Objetivo: Comparar aspectos sociodemográficos, clínicos, de dor, de trabalho e de autoeficácia entre professores universitários federais brasileiros do sexo masculino e feminino com dor musculoesquelética crônica.
Métodos: Este estudo transversal incluiu 974 professores universitários com dor musculoesquelética crônica. Dados coletados: pesquisa online realizada entre janeiro e maio de 2023. Variáveis: características sociodemográficas e clínicas, intensidade da dor, autoeficácia no controle da dor crônica e perda de produtividade no trabalho. As análises estatísticas utilizaram testes t, testes de Mann-Whitney e modelos de regressão.
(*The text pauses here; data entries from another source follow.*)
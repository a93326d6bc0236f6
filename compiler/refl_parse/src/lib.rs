//! Source-model front-end for annotated C++ headers.
//!
//! Turns one header into a [`TranslationUnit`]: a tree of declaration
//! [`Cursor`]s with their annotations, types and locations. The pipeline is
//!
//! ```text
//! text → Preprocessor (conditionals, object-like macros) → tokens
//!      → Parser (declarations) → TranslationUnit
//! ```
//!
//! A unit can be saved and loaded again; a saved header unit primes later
//! parses the way a precompiled header does (`-include-pch`).

mod args;
mod error;
mod eval;
mod lexer;
mod model;
mod parser;
mod preprocess;
mod traverse;

use std::path::Path;

use refl_ir::{SourceLocation, Span};

pub use args::{FrontendArgs, FrontendOptions, MacroOp, PARSER_MACRO};
pub use error::FrontendError;
pub use eval::{evaluate, parse_int_literal, EvalError};
pub use lexer::{spell, tokenize, unquote, LexError, LineIndex, Token, TokenKind};
pub use model::{
    Access, BaseSpecifier, Cursor, CursorKind, DeclFlags, Diagnostic, IncludeDirective, MacroDef,
    ParamDecl, Severity, TranslationUnit, TypeRef,
};
pub use parser::Parser;
pub use preprocess::{Preprocessed, Preprocessor};
pub use traverse::Declarations;

/// What a unit is built for.
#[derive(Copy, Clone, Debug, Default, PartialEq, Eq)]
pub enum ParseMode {
    /// Reflection walk: namespace-scope functions and variables are dropped.
    #[default]
    Normal,
    /// Unit will be saved as a precompiled header; everything is kept.
    ForSerialization,
}

/// Value of `__cplusplus` for a `-std=` dialect.
fn cplusplus_value(dialect: &str) -> &'static str {
    match dialect.trim_start_matches("gnu").trim_start_matches("c") {
        "++98" | "++03" => "199711L",
        "++11" | "++0x" => "201103L",
        "++14" | "++1y" => "201402L",
        "++17" | "++1z" => "201703L",
        "++23" | "++2b" => "202302L",
        _ => "202002L",
    }
}

/// Read and parse a file.
pub fn parse_file(
    path: &Path,
    args: &FrontendArgs,
    mode: ParseMode,
) -> Result<TranslationUnit, FrontendError> {
    let bytes = std::fs::read(path).map_err(|source| FrontendError::Read {
        path: path.to_path_buf(),
        source,
    })?;
    parse_source(path, &String::from_utf8_lossy(&bytes), args, mode)
}

/// Parse `source` as the contents of `path`.
#[tracing::instrument(level = "debug", skip_all, fields(path = %path.display()))]
pub fn parse_source(
    path: &Path,
    source: &str,
    args: &FrontendArgs,
    mode: ParseMode,
) -> Result<TranslationUnit, FrontendError> {
    let options = args.options();
    let mut diagnostics = Vec::new();
    let command_line = |message: String| Diagnostic {
        severity: Severity::Warning,
        message,
        line: 0,
        column: 0,
    };
    for arg in &options.ignored {
        diagnostics.push(command_line(format!(
            "argument unused during compilation: '{arg}'"
        )));
    }
    if options.language != "c++" {
        diagnostics.push(command_line(format!(
            "language '{}' is parsed as C++",
            options.language
        )));
    }

    let preamble = options
        .pch
        .as_deref()
        .map(TranslationUnit::load)
        .transpose()?;

    let mut pp = Preprocessor::new(path, &options.include_dirs);
    pp.define("__cplusplus", MacroDef::object(cplusplus_value(&options.dialect)));
    if let Some(preamble) = &preamble {
        for (name, def) in &preamble.macros {
            pp.define(name.clone(), def.clone());
        }
    }
    for op in &options.macros {
        match op {
            MacroOp::Define { name, value } => pp.define(name.clone(), MacroDef::object(value.clone())),
            MacroOp::Undef(name) => pp.undef(name),
        }
    }
    let pre = pp.run(source)?;

    let index = LineIndex::new(source);
    let mut parser = Parser::new(&pre.tokens, &index);
    if mode == ParseMode::Normal {
        parser = parser.without_free_declarations();
    }
    if let Some(preamble) = &preamble {
        let constants = Declarations::new(&preamble.root)
            .flat_map(|decl| decl.children_of_kind(CursorKind::EnumConstant));
        for constant in constants {
            parser.add_enum_constant(constant.spelling.clone(), constant.value.unwrap_or(0));
        }
    }
    let (decls, parse_diagnostics) = parser.parse();

    let mut root = Cursor::new(
        CursorKind::TranslationUnit,
        path.display().to_string(),
        SourceLocation::new(1, 1, Span::DUMMY),
    );
    if let Some(preamble) = preamble {
        let mut preamble_root = preamble.root;
        preamble_root.mark_external();
        root.children = preamble_root.children;
    }
    root.children.extend(decls);

    diagnostics.extend(pre.diagnostics);
    diagnostics.extend(parse_diagnostics);
    tracing::debug!(
        declarations = root.children.len(),
        diagnostics = diagnostics.len(),
        "parsed translation unit"
    );

    Ok(TranslationUnit {
        path: path.to_path_buf(),
        root,
        includes: pre.includes,
        macros: pre.macros,
        diagnostics,
    })
}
Resultados: As mulheres relataram 27% mais áreas do corpo com dor e uma intensidade de dor 10% maior do que os homens. O uso contínuo de analgésicos foi 53% mais frequente entre as mulheres, que também realizaram 49% mais tratamentos de reabilitação. As mulheres obtiveram pontuações mais baixas em autoeficácia no controle da dor e apresentaram maior perda de produtividade. A região de dor mais comum entre as mulheres foi a região supraescapular, enquanto os homens relataram dor na região lombar. As mulheres usaram mais analgésicos e anticonvulsivantes, e os homens apresentaram taxas mais altas de sobrepeso e obesidade.
Conclusões: As mulheres sofrem de dores musculoesqueléticas crônicas mais intensas e generalizadas, utilizam mais medicamentos e reabilitação, e apresentam menor autoeficácia e maior perda de produtividade em comparação aos homens.